Let's be honest, this book is pants. The crime is ludicrous, the exposition silly, the coincidences amatuerish and the killer was a total 'well, who the Hell is he?' followed by frantic thumbing back. It doesn't matter.
I wanted to know how things were going to turn out for Jane and Maura. I like them (particularly Maura - foxy lady). They are real people. All that tosh about shooting people pales next to the thrill of their personal lives.
I don't feel this gooey about all detective fiction and that these characters do that to me means Ms Gerritsen has done it. Books that can be enjoyed whatever the shortcomings of the plot because the characters are involving. The Holy Grail. Nice one.
No five stars though. Write a decent plot and I'll relent
The characters Jane Rizzoli (a detective) and Dr.Maura Isles (a forensic examiner) were interesting but it seemed strange that they both were successful professionally and yet hopeless with men and relationships in general. The book was written in a
way that made it seem as though only cold, extremely tough and blunt women can succeed in a professional arena. In the Surgeon I liked reading about a controversial, edgy female (Jane Rizzoli) and that still stands. However, I found some of Rizzoli's needless rudeness and nastiness towards anyone who shows her concern to be wearying this time around because it was so unnecessary in many cases and she came across as petty rather than angry about sexism in the police force.
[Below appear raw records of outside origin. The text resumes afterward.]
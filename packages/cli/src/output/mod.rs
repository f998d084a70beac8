use comfy_table::{Cell, ContentArrangement, Row, Table, presets::UTF8_BORDERS_ONLY};
use serde_json::Value as JsonValue;
use sqlproxy_dialect::{Converted, RewriteOutcome, Value};

pub fn print_converted_table(converted: &Converted) {
    println!("{}", converted.sql);
    println!("-- {}", outcome_label(&converted.outcome));
    if let Some(table) = argument_table(&converted.args, &converted.outcome) {
        println!("{table}");
        println!("({} args)", converted.args.len());
    }
}

pub fn print_converted_json(converted: &Converted) {
    println!(
        "{}",
        serde_json::to_string_pretty(&converted_json(converted)).unwrap_or_else(|_| "{}".to_string())
    );
}

/// Rewritten SQL binds by `:vN`; pass-through SQL keeps the client's
/// placeholders, so its arguments are listed by position.
fn argument_table(args: &[Value], outcome: &RewriteOutcome) -> Option<Table> {
    if args.is_empty() {
        return None;
    }
    let rewritten = outcome.is_rewritten();

    let mut table = Table::new();
    table
        .load_preset(UTF8_BORDERS_ONLY)
        .set_content_arrangement(ContentArrangement::Dynamic)
        .set_header(Row::from(vec![
            Cell::new(if rewritten { "placeholder" } else { "position" }),
            Cell::new("type"),
            Cell::new("value"),
        ]));

    for (position, value) in args.iter().enumerate() {
        table.add_row(Row::from(vec![
            Cell::new(if rewritten {
                format!(":v{}", position + 1)
            } else {
                (position + 1).to_string()
            }),
            Cell::new(value.type_name()),
            Cell::new(value_to_text(value)),
        ]));
    }
    Some(table)
}

fn converted_json(converted: &Converted) -> JsonValue {
    let fallback_reason = match &converted.outcome {
        RewriteOutcome::Fallback(reason) => JsonValue::from(reason.to_string()),
        RewriteOutcome::Unchanged | RewriteOutcome::Rewritten => JsonValue::Null,
    };
    serde_json::json!({
        "sql": converted.sql,
        "args": converted.args.iter().map(value_to_json).collect::<Vec<_>>(),
        "outcome": outcome_label(&converted.outcome),
        "fallback_reason": fallback_reason,
    })
}

fn outcome_label(outcome: &RewriteOutcome) -> &'static str {
    match outcome {
        RewriteOutcome::Unchanged => "unchanged",
        RewriteOutcome::Rewritten => "rewritten",
        RewriteOutcome::Fallback(_) => "fallback",
    }
}

fn value_to_text(value: &Value) -> String {
    match value {
        Value::Null => "null".to_string(),
        other => other.to_string(),
    }
}

fn value_to_json(value: &Value) -> JsonValue {
    match value {
        Value::Null => JsonValue::Null,
        Value::Bool(v) => JsonValue::from(*v),
        Value::Int(v) => JsonValue::from(*v),
        Value::UInt(v) => JsonValue::from(*v),
        Value::Float(v) => serde_json::Number::from_f64(*v)
            .map(JsonValue::Number)
            .unwrap_or(JsonValue::Null),
        Value::Text(v) => JsonValue::from(v.clone()),
        Value::Blob(_) => JsonValue::from(value.to_string()),
    }
}

#[cfg(test)]
mod tests {
    use super::{argument_table, converted_json, value_to_json};
    use serde_json::json;
    use sqlproxy_dialect::{Converted, FallbackReason, RewriteOutcome, Value};

    #[test]
    fn json_payload_reports_outcome_and_arguments() {
        let converted = Converted {
            sql: "INSERT INTO t (name) VALUES (:v1)".to_string(),
            args: vec![Value::Text("a".to_string()), Value::Blob(vec![0xca, 0xfe])],
            outcome: RewriteOutcome::Fallback(FallbackReason::UnsupportedInsertSource),
        };
        let payload = converted_json(&converted);
        assert_eq!(payload["outcome"], json!("fallback"));
        assert_eq!(payload["args"], json!(["a", "0xcafe"]));
        assert_eq!(
            payload["fallback_reason"],
            json!("conflict handling requires a VALUES row source")
        );
    }

    #[test]
    fn non_finite_floats_become_null() {
        assert_eq!(value_to_json(&Value::Float(f64::NAN)), json!(null));
        assert_eq!(value_to_json(&Value::UInt(7)), json!(7));
    }

    #[test]
    fn argument_table_labels_follow_the_outcome() {
        assert!(argument_table(&[], &RewriteOutcome::Rewritten).is_none());
        let args = [Value::Int(5), Value::Null];

        let rendered = argument_table(&args, &RewriteOutcome::Rewritten)
            .expect("table")
            .to_string();
        assert!(rendered.contains(":v2"));
        assert!(rendered.contains("null"));

        let rendered = argument_table(&args, &RewriteOutcome::Unchanged)
            .expect("table")
            .to_string();
        assert!(rendered.contains("position"));
        assert!(!rendered.contains(":v"));
    }
}
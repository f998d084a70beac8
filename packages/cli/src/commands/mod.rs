pub mod format;
pub mod rewrite;
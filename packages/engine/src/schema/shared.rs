use std::sync::Arc;

use arc_swap::ArcSwap;

use super::SchemaMetadata;

/// Copy-on-write holder for schema metadata that may be hot-reloaded.
///
/// Readers take an [`Arc`] snapshot per rewrite call and never observe a
/// partially replaced map.
#[derive(Debug)]
pub struct SharedSchemaMetadata {
    current: ArcSwap<SchemaMetadata>,
}

impl SharedSchemaMetadata {
    pub fn new(metadata: SchemaMetadata) -> Self {
        Self {
            current: ArcSwap::from_pointee(metadata),
        }
    }

    pub fn snapshot(&self) -> Arc<SchemaMetadata> {
        self.current.load_full()
    }

    pub fn replace(&self, metadata: SchemaMetadata) {
        self.current.store(Arc::new(metadata));
    }
}

impl Default for SharedSchemaMetadata {
    fn default() -> Self {
        Self::new(SchemaMetadata::default())
    }
}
I also found the dealing of the Catholic Church to be very heavy handed and biased. All the nuns were described many times as old and detached - not a single one of them was given any personality, depth or kindness. The only young nun was written about in an equally negative way. Secondly, both Maura and Jane were lapsed Catholics and were highly cynical about religion of any kind. Of course, this is fine, but there was simply no balance to the book as no religious characters were allowed to speak. In the end I found the constant sniping about faith and belief to be jarring.
Overall the Sinner is a competent thriller and the medical details were excellent. There were surprises and shocks along the way and the characters were believable if not always likeable.